Well, the math gets a little rough, but the answer is elegant.

P = A+(B-A)s = A(1-s) + Bs
Q = D+(C-D)s = D(1-s) + Cs

M = P+(Q-P)t = P(1-t) + Qt

= A(1-s)(1-t) + B(1-t)s + D(1-s)t + Cst
= A(1+st-s-t) + B(s-st) + Cst + D(t-st)
= A + Ast - As - At + Bs - Bst + Cst + Dt - Dst
= (1-s)A + st(A-D+C-B) - t(A-D)

This might seem like a problem, having two unknowns and one equation, but that's not really the case. What we really have is:

Mx = (1-s)Ax + st(A-D+C-B)x - t(A-D)x
My = (1-s)Ay + st(A-D+C-B)y - t(A-D)y

We can solve for s in each case:

Mx = (s)(t(A-D+C-B)x - Ax) + Ax - t(A-D)x
My = (s)(t(A-D+C-B)y - Ay) + Ay - t(A-D)y

s = (Mx + t(A-D)x - Ax)/(t(A-D+C-B)x - Ax)
s = (My + t(A-D)y - Ay)/(t(A-D+C-B)y - Ay)

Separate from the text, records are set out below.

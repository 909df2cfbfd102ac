//! Structured diagnostics, the shared report sink and per-checker buffers.

use std::sync::{Mutex, PoisonError};

/// Severity level for a validation diagnostic.
#[derive(Clone, Copy, Debug, PartialEq, Eq, PartialOrd, Ord, Hash)]
pub enum ValidationSeverity {
    /// The container or a resource cannot be interpreted at all.
    Fatal,
    /// Violates a required structural expectation.
    Error,
    /// Suspicious or non-ideal structure that may reduce compatibility.
    Warning,
    /// Could not be checked (for example, an undecryptable target).
    Unverified,
}

impl ValidationSeverity {
    /// Lowercase label used in text and JSON output.
    pub fn as_str(&self) -> &'static str {
        match self {
            ValidationSeverity::Fatal => "fatal",
            ValidationSeverity::Error => "error",
            ValidationSeverity::Warning => "warning",
            ValidationSeverity::Unverified => "unverified",
        }
    }
}

/// 1-based line and column inside a resource.
#[derive(Clone, Copy, Debug, Default, PartialEq, Eq, PartialOrd, Ord, Hash)]
pub struct Location {
    /// Line number, starting at 1.
    pub line: u32,
    /// Column number in characters, starting at 1.
    pub column: u32,
}

impl Location {
    /// Create a location.
    pub fn new(line: u32, column: u32) -> Self {
        Self { line, column }
    }
}

/// Structured validation diagnostic entry.
#[derive(Clone, Debug, PartialEq, Eq)]
pub struct ValidationDiagnostic {
    /// Stable machine-readable diagnostic code.
    pub code: &'static str,
    /// Severity classification.
    pub severity: ValidationSeverity,
    /// Human-readable description.
    pub message: String,
    /// Container path the diagnostic refers to.
    pub path: Option<String>,
    /// Position inside `path`.
    pub location: Option<Location>,
    /// Message arguments (paths, ids, media types) in order.
    pub args: Vec<String>,
    /// Optional remediation hint.
    pub hint: Option<String>,
}

impl ValidationDiagnostic {
    /// Create a diagnostic without path or location.
    pub fn new(
        code: &'static str,
        severity: ValidationSeverity,
        message: impl Into<String>,
    ) -> Self {
        Self {
            code,
            severity,
            message: message.into(),
            path: None,
            location: None,
            args: Vec::new(),
            hint: None,
        }
    }

    /// Fatal diagnostic.
    pub fn fatal(code: &'static str, message: impl Into<String>) -> Self {
        Self::new(code, ValidationSeverity::Fatal, message)
    }

    /// Error diagnostic.
    pub fn error(code: &'static str, message: impl Into<String>) -> Self {
        Self::new(code, ValidationSeverity::Error, message)
    }

    /// Warning diagnostic.
    pub fn warning(code: &'static str, message: impl Into<String>) -> Self {
        Self::new(code, ValidationSeverity::Warning, message)
    }

    /// Unverified diagnostic.
    pub fn unverified(code: &'static str, message: impl Into<String>) -> Self {
        Self::new(code, ValidationSeverity::Unverified, message)
    }

    /// Attach the container path.
    pub fn with_path(mut self, path: impl Into<String>) -> Self {
        self.path = Some(path.into());
        self
    }

    /// Attach a position.
    pub fn at(mut self, location: Option<Location>) -> Self {
        self.location = location;
        self
    }

    /// Append a message argument.
    pub fn with_arg(mut self, arg: impl Into<String>) -> Self {
        self.args.push(arg.into());
        self
    }

    /// Attach a remediation hint.
    pub fn with_hint(mut self, hint: impl Into<String>) -> Self {
        self.hint = Some(hint.into());
        self
    }

    fn sort_key(&self) -> (&str, Location, &str, &str) {
        (
            self.path.as_deref().unwrap_or(""),
            self.location.unwrap_or_default(),
            self.code,
            &self.message,
        )
    }
}

/// Running per-severity totals.
#[derive(Clone, Copy, Debug, Default, PartialEq, Eq)]
pub struct SeverityCounts {
    /// Fatal diagnostics.
    pub fatal: usize,
    /// Error diagnostics.
    pub error: usize,
    /// Warning diagnostics.
    pub warning: usize,
    /// Unverified diagnostics.
    pub unverified: usize,
}

impl SeverityCounts {
    fn record(&mut self, severity: ValidationSeverity) {
        match severity {
            ValidationSeverity::Fatal => self.fatal += 1,
            ValidationSeverity::Error => self.error += 1,
            ValidationSeverity::Warning => self.warning += 1,
            ValidationSeverity::Unverified => self.unverified += 1,
        }
    }

    /// Fatal, error and warning diagnostics together.
    pub fn failures(&self) -> usize {
        self.fatal + self.error + self.warning
    }
}

/// Destination for diagnostics.
///
/// Implementations accept concurrent calls; each diagnostic is recorded
/// whole.
pub trait ReportSink: Send + Sync {
    /// Record one diagnostic.
    fn report(&self, diagnostic: ValidationDiagnostic);

    /// Totals recorded so far.
    fn counts(&self) -> SeverityCounts;
}

#[derive(Default)]
struct CollectorState {
    diagnostics: Vec<ValidationDiagnostic>,
    counts: SeverityCounts,
}

/// Thread-safe in-memory sink that produces a [`ValidationReport`].
#[derive(Default)]
pub struct ReportCollector {
    state: Mutex<CollectorState>,
}

impl ReportCollector {
    /// Create an empty collector.
    pub fn new() -> Self {
        Self::default()
    }

    /// Snapshot the collected diagnostics as a sorted report.
    pub fn to_report(&self) -> ValidationReport {
        let state = self.state.lock().unwrap_or_else(PoisonError::into_inner);
        ValidationReport::from_diagnostics(state.diagnostics.clone())
    }
}

impl ReportSink for ReportCollector {
    fn report(&self, diagnostic: ValidationDiagnostic) {
        let mut state = self.state.lock().unwrap_or_else(PoisonError::into_inner);
        state.counts.record(diagnostic.severity);
        state.diagnostics.push(diagnostic);
    }

    fn counts(&self) -> SeverityCounts {
        self.state
            .lock()
            .unwrap_or_else(PoisonError::into_inner)
            .counts
    }
}

/// Diagnostics gathered while checking one resource.
///
/// Checkers report into a buffer and flush it when done, which keeps the
/// diagnostics of one resource together and tells the checker whether it
/// introduced any errors or warnings.
#[derive(Debug)]
pub struct CheckReport {
    path: String,
    diagnostics: Vec<ValidationDiagnostic>,
}

impl CheckReport {
    /// Buffer for the resource at `path`.
    pub fn new(path: impl Into<String>) -> Self {
        Self {
            path: path.into(),
            diagnostics: Vec::new(),
        }
    }

    /// Path diagnostics default to.
    pub fn path(&self) -> &str {
        &self.path
    }

    /// Add a diagnostic; a missing path is filled with the buffer's path.
    pub fn push(&mut self, mut diagnostic: ValidationDiagnostic) {
        if diagnostic.path.is_none() {
            diagnostic.path = Some(self.path.clone());
        }
        self.diagnostics.push(diagnostic);
    }

    /// Shorthand for an error at `location`.
    pub fn error(
        &mut self,
        code: &'static str,
        location: Option<Location>,
        message: impl Into<String>,
    ) {
        self.push(ValidationDiagnostic::error(code, message).at(location));
    }

    /// Shorthand for a warning at `location`.
    pub fn warning(
        &mut self,
        code: &'static str,
        location: Option<Location>,
        message: impl Into<String>,
    ) {
        self.push(ValidationDiagnostic::warning(code, message).at(location));
    }

    /// Shorthand for a fatal diagnostic at `location`.
    pub fn fatal(
        &mut self,
        code: &'static str,
        location: Option<Location>,
        message: impl Into<String>,
    ) {
        self.push(ValidationDiagnostic::fatal(code, message).at(location));
    }

    /// Whether nothing above `Unverified` has been buffered.
    pub fn is_clean(&self) -> bool {
        self.diagnostics
            .iter()
            .all(|d| d.severity == ValidationSeverity::Unverified)
    }

    /// Buffered diagnostics.
    pub fn diagnostics(&self) -> &[ValidationDiagnostic] {
        &self.diagnostics
    }

    /// Send everything to `sink`; returns whether the buffer was clean.
    pub fn flush(self, sink: &dyn ReportSink) -> bool {
        let clean = self.is_clean();
        for diagnostic in self.diagnostics {
            sink.report(diagnostic);
        }
        clean
    }
}

/// Validation report with all discovered diagnostics.
#[derive(Clone, Debug, Default, PartialEq, Eq)]
pub struct ValidationReport {
    diagnostics: Vec<ValidationDiagnostic>,
}

impl ValidationReport {
    /// Create an empty report.
    pub fn new() -> Self {
        Self::default()
    }

    /// Build a report; diagnostics are ordered by path, position and code so
    /// output does not depend on scan order.
    pub fn from_diagnostics(mut diagnostics: Vec<ValidationDiagnostic>) -> Self {
        diagnostics.sort_by(|a, b| a.sort_key().cmp(&b.sort_key()));
        Self { diagnostics }
    }

    /// Return all collected diagnostics.
    pub fn diagnostics(&self) -> &[ValidationDiagnostic] {
        &self.diagnostics
    }

    /// Per-severity totals.
    pub fn counts(&self) -> SeverityCounts {
        let mut counts = SeverityCounts::default();
        for d in &self.diagnostics {
            counts.record(d.severity);
        }
        counts
    }

    /// Number of fatal diagnostics.
    pub fn fatal_count(&self) -> usize {
        self.counts().fatal
    }

    /// Number of error diagnostics.
    pub fn error_count(&self) -> usize {
        self.counts().error
    }

    /// Number of warning diagnostics.
    pub fn warning_count(&self) -> usize {
        self.counts().warning
    }

    /// Number of unverified diagnostics.
    pub fn unverified_count(&self) -> usize {
        self.counts().unverified
    }

    /// Diagnostics carrying `code`.
    pub fn with_code<'a>(
        &'a self,
        code: &'a str,
    ) -> impl Iterator<Item = &'a ValidationDiagnostic> + 'a {
        self.diagnostics.iter().filter(move |d| d.code == code)
    }

    /// Returns `true` when no fatal, error or warning diagnostics were found.
    pub fn is_valid(&self) -> bool {
        self.counts().failures() == 0
    }
}

#[cfg(test)]
mod tests {
    use super::*;
    use std::sync::Arc;

    #[test]
    fn test_unverified_does_not_fail_report() {
        let report = ValidationReport::from_diagnostics(vec![ValidationDiagnostic::unverified(
            "XREF_UNVERIFIED",
            "target could not be decrypted",
        )]);
        assert!(report.is_valid());
        assert_eq!(report.unverified_count(), 1);
    }

    #[test]
    fn test_warning_fails_report() {
        let report = ValidationReport::from_diagnostics(vec![ValidationDiagnostic::warning(
            "OPF_SPINE_EMPTY",
            "spine has no itemrefs",
        )]);
        assert!(!report.is_valid());
    }

    #[test]
    fn test_report_order_is_stable() {
        let a = ValidationDiagnostic::error("B", "b")
            .with_path("EPUB/b.xhtml")
            .at(Some(Location::new(1, 1)));
        let b = ValidationDiagnostic::error("A", "a")
            .with_path("EPUB/a.xhtml")
            .at(Some(Location::new(9, 1)));
        let c = ValidationDiagnostic::error("A", "a")
            .with_path("EPUB/a.xhtml")
            .at(Some(Location::new(2, 4)));
        let one = ValidationReport::from_diagnostics(vec![a.clone(), b.clone(), c.clone()]);
        let two = ValidationReport::from_diagnostics(vec![c, a, b]);
        assert_eq!(one, two);
        assert_eq!(one.diagnostics()[0].location, Some(Location::new(2, 4)));
    }

    #[test]
    fn test_check_report_flush() {
        let collector = ReportCollector::new();
        let mut buffer = CheckReport::new("EPUB/c1.xhtml");
        buffer.warning("HTM_X", None, "something odd");
        assert!(!buffer.flush(&collector));

        let report = collector.to_report();
        assert_eq!(report.warning_count(), 1);
        assert_eq!(report.diagnostics()[0].path.as_deref(), Some("EPUB/c1.xhtml"));

        let clean = CheckReport::new("EPUB/c2.xhtml");
        assert!(clean.flush(&collector));
    }

    #[test]
    fn test_collector_accepts_concurrent_reports() {
        let collector = Arc::new(ReportCollector::new());
        let handles: Vec<_> = (0..4)
            .map(|i| {
                let collector = Arc::clone(&collector);
                std::thread::spawn(move || {
                    for _ in 0..25 {
                        collector.report(
                            ValidationDiagnostic::error("T", "concurrent")
                                .with_path(format!("EPUB/{}.xhtml", i)),
                        );
                    }
                })
            })
            .collect();
        for handle in handles {
            handle.join().unwrap();
        }
        assert_eq!(collector.counts().error, 100);
        assert_eq!(collector.to_report().error_count(), 100);
    }
}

Setting these equal and solving for t:
(Mx + t(A-D)x - Ax)/(t(A-D+C-B)x - Ax) = (My + t(A-D)y - Ay)/(t(A-D+C-B)y - Ay)

Also, for my sanity in typing this:
T = M-A
U = A-D
V = A-D+C-B

(Tx+tUx)(tVy-Ay) = (Ty+tUy)(tVx-Ax)

-AyTx + t(TxVy - UxAy) + t2UxVy = -AyTx + t(TxVy - UxAy) + t2UxVy

Lastly:
t2(UxVy - UyVx) + t(TxVy - UxAy - TyVx + UyAx) + (AxTy - AyTx) = 0

Which can be stuffed into the quadratic equation. From here it should be trivial to find a solution, if one exists, where t is between 0 and 1. Then by plugging it back into the above equation, you can find an s, if one exists, that meets the same conditions.

(The solution can probably be simplified, and in fact I see many cross product candidates. Maybe I'll come back later.)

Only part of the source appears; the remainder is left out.